## What is needed
Check every line of the data below for the word "match". Copy the ones that have it.

** Opening Records shown block **

use std::{
    collections::HashMap,
    sync::{
        atomic::{AtomicI64, Ordering},
        Arc,
    },
};

use axum::{
    body::Bytes,
    extract::{Path, Query, State},
    http::{header, HeaderMap, StatusCode},
    routing::post,
    Json, Router,
};
use serde_json::{json, Value};
use tokio::{net::TcpListener, sync::RwLock};

pub const DEFAULT_TOKEN: &str = "123456:mock-token";

/// Shared state of one mock bot.
#[derive(Clone)]
pub struct Bot {
    token: Arc<str>,
    updates: Arc<RwLock<Vec<Value>>>,
    next_message_id: Arc<AtomicI64>,
}

type Reply = (StatusCode, Json<Value>);

pub fn app(token: &str) -> Router {
    app_with_updates(token, Vec::new())
}

/// Router whose `getUpdates` serves `updates` (wire-cased update objects).
pub fn app_with_updates(token: &str, updates: Vec<Value>) -> Router {
    let bot = Bot {
        token: Arc::from(token),
        updates: Arc::new(RwLock::new(updates)),
        next_message_id: Arc::new(AtomicI64::new(1)),
    };
    Router::new()
        .route("/{bot}/{method}", post(call))
        .with_state(bot)
}

pub async fn run(listener: TcpListener, token: &str) -> Result<(), std::io::Error> {
    axum::serve(listener, app(token)).await
}

pub async fn run_with_updates(
    listener: TcpListener,
    token: &str,
    updates: Vec<Value>,
) -> Result<(), std::io::Error> {
    axum::serve(listener, app_with_updates(token, updates)).await
}

fn ok(result: Value) -> Reply {
    (StatusCode::OK, Json(json!({"ok": true, "result": result})))
}

fn reject(status: StatusCode, description: &str) -> Reply {
    (
        status,
        Json(json!({
            "ok": false,
            "error_code": status.as_u16(),
            "description": description,
        })),
    )
}

async fn call(
    State(bot): State<Bot>,
    Path((prefix, method)): Path<(String, String)>,
    Query(params): Query<HashMap<String, String>>,
    headers: HeaderMap,
    body: Bytes,
) -> Reply {
    if prefix.strip_prefix("bot") != Some(&*bot.token) {
        return reject(StatusCode::UNAUTHORIZED, "Unauthorized");
    }
    let multipart = headers
        .get(header::CONTENT_TYPE)
        .and_then(|v| v.to_str().ok())
        .is_some_and(|v| v.starts_with("multipart/form-data"));
    if !multipart {
        return reject(StatusCode::BAD_REQUEST, "Bad Request: unsupported content type");
    }

    match method.as_str() {
        "getMe" => ok(json!({
            "id": 123456,
            "is_bot": true,
            "first_name": "Mock",
            "username": "mock_bot",
            "can_join_groups": true,
        })),
        "sendMessage" => send_message(&bot, &params),
        "sendPhoto" => send_photo(&bot, &params, &body),
        "getUpdates" => get_updates(&bot, &params).await,
        _ => reject(StatusCode::NOT_FOUND, "Not Found: method not found"),
    }
}

fn chat_id(params: &HashMap<String, String>) -> Result<i64, Reply> {
    params
        .get("chat_id")
        .and_then(|id| id.parse().ok())
        .ok_or_else(|| reject(StatusCode::BAD_REQUEST, "Bad Request: chat not found"))
}

fn send_message(bot: &Bot, params: &HashMap<String, String>) -> Reply {
    let chat_id = match chat_id(params) {
        Ok(id) => id,
        Err(reply) => return reply,
    };
    let text = match params.get("text").filter(|t| !t.is_empty()) {
        Some(text) => text,
        None => return reject(StatusCode::BAD_REQUEST, "Bad Request: message text is empty"),
    };
    let mut message = json!({
        "message_id": bot.next_message_id.fetch_add(1, Ordering::Relaxed),
        "date": 0,
        "chat": {"id": chat_id, "type": "private"},
        "text": text,
    });
    if let Some(markup) = params.get("reply_markup") {
        match serde_json::from_str::<Value>(markup) {
            Ok(markup) => message["reply_markup"] = markup,
            Err(_) => return reject(StatusCode::BAD_REQUEST, "Bad Request: can't parse reply keyboard markup JSON object"),
        }
    }
    ok(message)
}

fn send_photo(bot: &Bot, params: &HashMap<String, String>, body: &Bytes) -> Reply {
    let chat_id = match chat_id(params) {
        Ok(id) => id,
        Err(reply) => return reply,
    };
    if body.is_empty() {
        return reject(StatusCode::BAD_REQUEST, "Bad Request: there is no photo in the request");
    }
    let mut message = json!({
        "message_id": bot.next_message_id.fetch_add(1, Ordering::Relaxed),
        "date": 0,
        "chat": {"id": chat_id, "type": "private"},
        "photo": [{"file_id": "mock-photo", "file_unique_id": "u1", "file_size": body.len()}],
    });
    if let Some(caption) = params.get("caption") {
        message["caption"] = Value::from(caption.as_str());
    }
    ok(message)
}

async fn get_updates(bot: &Bot, params: &HashMap<String, String>) -> Reply {
    let offset: i64 = params.get("offset").and_then(|o| o.parse().ok()).unwrap_or(0);
    let mut updates = bot.updates.write().await;
    // A positive offset confirms every earlier update.
    updates.retain(|u| u["update_id"].as_i64().unwrap_or(0) >= offset);
    ok(Value::Array(updates.clone()))
}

** Closing Records shown block **

## Written answer
    match method.as_str() {
    let chat_id = match chat_id(params) {
    let text = match params.get("text").filter(|t| !t.is_empty()) {
        match serde_json::from_str::<Value>(markup) {
    let chat_id = match chat_id(params) {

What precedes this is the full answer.